North of Omaha, the DeSoto National Wildlife Refuge provides a refuge for migrating waterfowl and is the winter home of more than 100 bald eagles. Across the Missouri River from Omaha in Council Bluffs, Iowa are the historic General Dodge House, the 1885 Pottawattamie County Jail, Kanesville Tabernacle, and the RailsWest Railroad Museum. In 2003 Council Bluffs had the 19th largest casino market in the U.S. with revenue equaling nearly $434 million. Casinos include Ameristar, Harrah's, and the Horseshoe Casino. Council Bluffs hosted the World Series of Poker in 2007.

===Other===
The University of Nebraska at Omaha was founded 1908 as Omaha University. The second-largest institution of higher education in Nebraska, it has a strong academic reputation. UNO is the home of the Peter Kiewit Institute a $70 million state-of-the art computer science facility and engineering facility, making it one of the premier computer science, management information systems and bioinformatics programs in the region.

The Air Force's 55th Wing, the Fightin' Fifty-Fifth, is stationed at Offutt Air Force Base. Each branch of the U. S. Military is represented among the approximately 12,000 military and federal employees assigned here.

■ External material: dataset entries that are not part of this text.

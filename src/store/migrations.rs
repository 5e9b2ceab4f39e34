// Local database migrations
// Migrations are forward-only. Never edit or delete a migration after it ships.

use anyhow::Result;
use rusqlite::Connection;

/// All migrations in order. Each migration is a SQL string.
const MIGRATIONS: &[&str] = &[
    // Migration 1: key-value settings table
    r#"
    CREATE TABLE app_settings (
        key TEXT PRIMARY KEY,
        value TEXT NOT NULL,
        updated_at TEXT NOT NULL DEFAULT (datetime('now'))
    );
    "#,
];

/// Get current schema version from database
fn get_schema_version(conn: &Connection) -> Result<u32> {
    let version: u32 = conn.query_row("PRAGMA user_version", [], |row| row.get(0))?;
    Ok(version)
}

/// Run all pending migrations (crash-safe)
pub fn run_migrations(conn: &Connection) -> Result<()> {
    let current_version = get_schema_version(conn)?;
    let target_version = MIGRATIONS.len() as u32;

    // Refuse to open a DB created by a newer build
    if current_version > target_version {
        anyhow::bail!(
            "Database schema version {} is newer than this build supports (max {}). Please upgrade visitlog.",
            current_version,
            target_version
        );
    }

    if current_version == target_version {
        return Ok(());
    }

    // Apply pending migrations one-by-one
    for (i, migration) in MIGRATIONS.iter().enumerate() {
        let migration_version = (i + 1) as u32;
        if migration_version <= current_version {
            continue;
        }

        conn.execute_batch(migration)?;
        conn.execute_batch(&format!("PRAGMA user_version = {}", migration_version))?;

        log::info!("Applied local store migration {}", migration_version);
    }

    Ok(())
}
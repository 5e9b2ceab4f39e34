// Place search collaborator types
// The search proxy itself lives outside this crate; only its record shape and
// the keyword-selection helpers are defined here.

use std::sync::LazyLock;

use regex::Regex;
use serde::{Deserialize, Serialize};

/// One place hit from the local search proxy.
#[derive(Debug, Clone, Serialize, Deserialize, PartialEq, Eq)]
#[serde(rename_all = "camelCase")]
pub struct PlaceRecord {
    pub title: String,
    pub link: String,
    pub category: String,
    pub description: String,
    pub telephone: String,
    pub address: String,
    pub road_address: String,
    pub mapx: String,
    pub mapy: String,
}

/// Response shape of `GET /search?query=...`.
#[derive(Debug, Clone, Serialize, Deserialize, PartialEq, Eq)]
#[serde(rename_all = "camelCase")]
pub struct PlaceSearchResponse {
    #[serde(default, skip_serializing_if = "Option::is_none")]
    pub items: Option<Vec<PlaceRecord>>,
    #[serde(default, skip_serializing_if = "Option::is_none")]
    pub error: Option<String>,
    #[serde(default, skip_serializing_if = "Option::is_none")]
    pub details: Option<String>,
}

/// A coordinate from the geolocation provider.
#[derive(Debug, Clone, Copy, Serialize, Deserialize, PartialEq)]
pub struct GeoPoint {
    pub lat: f64,
    pub lng: f64,
}

static HTML_TAG_RE: LazyLock<Regex> = LazyLock::new(|| Regex::new(r"<[^>]*>?").unwrap());

/// Search results come back with markup in titles; strip it for display.
pub fn strip_html(html: &str) -> String {
    HTML_TAG_RE.replace_all(html, "").to_string()
}

/// Search keywords tuned to the child's age and the weather.
pub fn search_keywords(months: u32, good_for_outdoor: bool) -> Vec<String> {
    let setting = if good_for_outdoor { "outdoor" } else { "indoor" };

    let bases: &[&str] = if months < 12 {
        &[
            "stroller walk",
            "baby-friendly cafe",
            "baby cafe",
            "nursing room park",
        ]
    } else if months < 36 {
        &[
            "children's park",
            "kids cafe",
            "play center",
            "petting farm",
            "toddler activity",
        ]
    } else {
        &[
            "children's museum",
            "large kids cafe",
            "children's experience center",
            "theme park",
            "forest experience",
        ]
    };

    bases
        .iter()
        .map(|base| format!("{} {}", setting, base))
        .collect()
}
// Visitlog - Library Entry Point
// Visit-history persistence with three storage modes and a one-time
// local-to-remote migration.

pub mod config;
pub mod constants;
pub mod error;
pub mod migration;
pub mod places;
pub mod profile;
pub mod record;
pub mod remote;
pub mod repository;
pub mod store;
pub mod weather;

pub use config::{parse_storage_mode, StorageMode};
pub use error::{Result, VisitLogError};
pub use migration::{run_migration_if_needed, MigrationDeps, MigrationRunResult};
pub use record::{Photo, RecordSource, VisitRecord, VisitRecordRemote};
pub use repository::{create_repository, VisitHistoryRepository};
pub use store::LocalStore;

Other notable attractions in Omaha include St. Cecilia Cathedral, as well as a number of landmarks in North Omaha.

==Government support==
The Omaha Convention Center and Visitors Bureau works on behalf of both the City of Omaha and Douglas County to promote conventions and tourism in Omaha and Douglas County. An interlocal agreement allows the two governments to share funding, duties and other support for tourism. The city recently began a $150,000 project to promote Omaha tourism to Omaha residents. According to a researcher at Lycoming College in Pennsylvania the strategy is part of a new and growing national movement.

In turn, tourism in Omaha supports local government, as one recent study found that $1,000,000 in cultural tourism specifically creates approximately $83,000 in state and local taxes as well as supporting 32 jobs for the metropolitan area, which in turn leads to additional tax revenue for government.